07 August 2009

National Review's Texas Tall Tale


Texas through the looking glass:
Chamber of Commerce fluff


By Larry Ray / The Rag Blog / August 7, 2009

See 'Going Alamo,' by Kevin D. Williamson, Below.
Here's a dandy bit of fabricated economic good news from National Review. It is classic Republican POV, and the worst they call dear leader, Gov. Rick Perry, is "a classic conservative hard case who just vetoed a pre-kindergarten spending bill."

This "through the looking glass" reasoning is Chamber of Commerce fluff extolling a Texas with no mention of barrios, death row stats, incredible property taxes and soaring power bills just to note a few obvious omissions. High-rung GOP Leader, Mississippi Governor, Haley Barbour is barely making it even with his state's "punitive income tax system" and even with Toyota and Nissan plants operating in Mississippi the state is in dire shape financially.

Barbour's Republican conservative state leadership has made the poor poorer, kept uneducated still uneducated, while he and his white male cronies remain firmly in control playing to the state's deluded conservative base. Meanwhile Barbour's Washington Lobbying Firm is raking in the moolah.

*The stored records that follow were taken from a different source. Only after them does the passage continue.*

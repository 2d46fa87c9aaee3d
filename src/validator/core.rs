use super::coerce::coerce;
use super::{FieldIssue, TypedValue, ValidatedArguments, ValidationError};
use crate::payload::MergedPayload;
use crate::schema::SchemaDescriptor;
use serde_json::{Map, Value};
use std::collections::BTreeMap;
use tracing::{debug, warn};

/// Validate a merged payload against a descriptor.
///
/// Every declared field ends up in the result: present values are coerced and
/// checked, absent optional fields take their default (or `Null`). Unknown
/// keys, missing required fields and rule violations are all collected before
/// failing. Whole-payload checks only run once every field is clean.
pub fn validate(
    payload: &MergedPayload,
    schema: &SchemaDescriptor,
) -> Result<ValidatedArguments, ValidationError> {
    match validate_fields(schema, payload, None) {
        Ok(values) => {
            debug!(
                schema = %schema.name(),
                field_count = values.len(),
                "Arguments validated"
            );
            Ok(ValidatedArguments::new(values))
        }
        Err(issues) => {
            warn!(
                schema = %schema.name(),
                issue_count = issues.len(),
                fields = ?issues.iter().map(|i| i.location.as_str()).collect::<Vec<_>>(),
                "Argument validation failed"
            );
            Err(ValidationError::new(schema.name(), issues))
        }
    }
}

/// Field-level validation shared by the top level and nested objects.
///
/// `nested` is `(top-level field, location)` of the enclosing object, if any.
pub(crate) fn validate_fields(
    schema: &SchemaDescriptor,
    map: &Map<String, Value>,
    nested: Option<(&str, &str)>,
) -> Result<BTreeMap<String, TypedValue>, Vec<FieldIssue>> {
    let locate = |key: &str| -> (String, String) {
        match nested {
            Some((field, location)) => (field.to_string(), format!("{location}.{key}")),
            None => (key.to_string(), key.to_string()),
        }
    };

    let mut values = BTreeMap::new();
    let mut issues = Vec::new();

    for spec in schema.fields() {
        let (field, location) = locate(&spec.name);
        let Some(raw) = map.get(&spec.name) else {
            if spec.required {
                issues.push(FieldIssue::at(field, location, "Missing data for required field."));
            } else {
                values.insert(spec.name.clone(), spec.absent_value());
            }
            continue;
        };

        if raw.is_null() && spec.nullable {
            values.insert(spec.name.clone(), TypedValue::Null);
            continue;
        }

        let coerced = match coerce(&spec.ty, raw, spec.delimiter, &field, &location) {
            Ok(value) => value,
            Err(mut found) => {
                issues.append(&mut found);
                continue;
            }
        };

        let checked = spec
            .rules
            .iter()
            .try_fold(coerced, |value, rule| rule.apply(value));
        match checked {
            Ok(value) => {
                values.insert(spec.name.clone(), value);
            }
            Err(message) => issues.push(FieldIssue::at(field, location, message)),
        }
    }

    for key in map.keys() {
        if !schema.contains(key) {
            let (field, location) = locate(key);
            issues.push(FieldIssue::at(field, location, "Unknown field."));
        }
    }

    if !issues.is_empty() {
        return Err(issues);
    }

    for check in schema.checks() {
        if let Err(found) = (check.run)(&mut values) {
            debug!(check = check.name, issue_count = found.len(), "Schema check failed");
            issues.extend(found.into_iter().map(|issue| match nested {
                Some((field, location)) => FieldIssue::at(
                    field,
                    format!("{location}.{}", issue.location),
                    issue.message,
                ),
                None => issue,
            }));
        }
    }

    if issues.is_empty() {
        Ok(values)
    } else {
        Err(issues)
    }
}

This article by Kevin Williamson is a classic case of comparing apples to oranges. Let's hear it for the wonderful Republicans and their wonderful leadership and their wonderful ability to forget the disaster of the past eight years!
Going Alamo
By Kevin D. Williamson / July 20, 2009

If you want to know where the future is headed, look where the people are going. And if you want to know where the people are going, check with U-Haul. Here's an interesting indicator, first noted by the legendary economist Arthur Laffer: Renting a 26-foot U-Haul truck to go from Austin to San Francisco this July would cost you about $900. Renting the same truck to go from San Francisco to Austin? About $3,000. In the great balance of supply and demand, California has a large supply of people who are demanding to move to Texas. There's a reason for this.

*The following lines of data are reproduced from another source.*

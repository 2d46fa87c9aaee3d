use brrtargs::connector::{BitcoinNetwork, ConnectorSlot, StaticConnector};
use brrtargs::dispatcher::Dispatcher;
use brrtargs::loader::LoaderKind;
use brrtargs::payload::RawRequest;
use brrtargs::resources::{register_all, schemas, EchoApi};
use brrtargs::router::Router;
use brrtargs::validator::validate;
use criterion::{criterion_group, criterion_main, Criterion};
use http::Method;
use serde_json::json;
use std::hint::black_box;
use std::sync::Arc;

fn bench_merge_validate(c: &mut Criterion) {
    let schema = schemas::trades_query().unwrap();
    let req = RawRequest::from_target(
        Method::GET,
        "/trades?from_timestamp=0&to_timestamp=100&location=binance",
    )
    .with_json_body(&json!({"only_cache": true}));

    c.bench_function("load_body_and_query", |b| {
        b.iter(|| black_box(LoaderKind::BodyAndQuery.load(black_box(&req), &schema)))
    });

    let merged = LoaderKind::BodyAndQuery.load(&req, &schema);
    c.bench_function("validate_trades", |b| {
        b.iter(|| black_box(validate(black_box(&merged), &schema)))
    });
}

fn bench_dispatch(c: &mut Criterion) {
    let slot = Arc::new(ConnectorSlot::with_connector(Arc::new(StaticConnector::new(
        BitcoinNetwork::Mainnet,
    ))));
    let mut router = Router::new("/api/1");
    let mut dispatcher = Dispatcher::with_connector_slot(slot);
    register_all(&mut dispatcher, &mut router, Arc::new(EchoApi)).unwrap();

    let body = json!({
        "accounts": [
            {"address": "0x9531C059098e3d194fF87FebB587aB07B30B1306", "label": "main"},
            {"address": "0x2B888954421b424C5D3D9Ce9bB67c9bD47537d12", "tags": ["cold"]},
        ]
    });
    let route = router.route("/api/1/blockchains/ETH").unwrap();
    let req = RawRequest::new(Method::PUT, "/api/1/blockchains/ETH")
        .with_json_body(&body)
        .with_path_params(route.path_params.clone());

    c.bench_function("dispatch_accounts_factory", |b| {
        b.iter(|| black_box(dispatcher.dispatch(&route.resource, black_box(&req))))
    });
}

criterion_group!(benches, bench_merge_validate, bench_dispatch);
criterion_main!(benches);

"Did the greater prosperity in low-tax states happen by chance?" asks Laffer, who studied the issue for a detailed economic report, Rich States, Poor States. "What seems obvious to us appears as right-wing science fiction to many California legislators and pundits. They claim that serious reform of the tax code is unrealistic, that a large state has many duties to fulfill, and that it is irresponsible to call for a return to a 19th century view of the role of government... Not only does Texas lack a highly progressive income tax -- it doesn't have one at all!

"We hasten to add that the last time we checked, Texas still had literate kids, navigable roads and functioning hospitals, which one would think impossible given the hysterical rhetoric coming from defenders of California's punitive tax system. In fact, the Texas success story illustrates everything we have been recommending for California all these years. How do they do that?"

How, indeed?

Texas was among the last states to enter the recession. California is expected to be the last state to leave it. Texas has lots of jobs and not much in the way of taxes. California, the other way around. California has Arnold Schwarzenegger, a Hollywood Republican who presided over enormous expansions of spending and debt. Texas has Rick Perry, a classic conservative hard case who just vetoed a pre-kindergarten spending bill, adding to the record number of vetoes he's handed down as governor. And it's not just Perry -- the story of Texas politics is full of Democrats who would have been too right-wing to be elected as Republicans in Connecticut or Pennsylvania. Things are a little different down south of the Red River.

Governor Perry sums up the Texas model in five words: "Don't spend all the money." Here's what a good long run of small-government, low-tax conservatism has achieved in Texas: Once a largely agricultural state, Texas today is home to 6 of the 25 largest cities in the country, more than any other state. Texas has a trillion-dollar economy that would make it the 15th-largest national economy in the world if it were, as some of its more spirited partisans sometimes idly suggest it should be, an independent country.

By one estimate, 70 percent of the new jobs that were created in the United States in 2008 were created in Texas. Texas is home to America's highest-volume port, the largest medical center in the world, and the headquarters of more Fortune 500 companies than any other state, having surpassed New York in 2008. While the Rust Belt mourns the loss of manufacturing jobs, Texans are building Bell helicopters and Lockheed Martin airplanes, Dell computers and TI semiconductors. Always keeping an eye on California, Texans have started bottling wine and making movies. And there's still an automobile industry in America, but it's not headquartered in Detroit: A couple thousand Texans are employed building Toyotas, and none of them is a UAW member.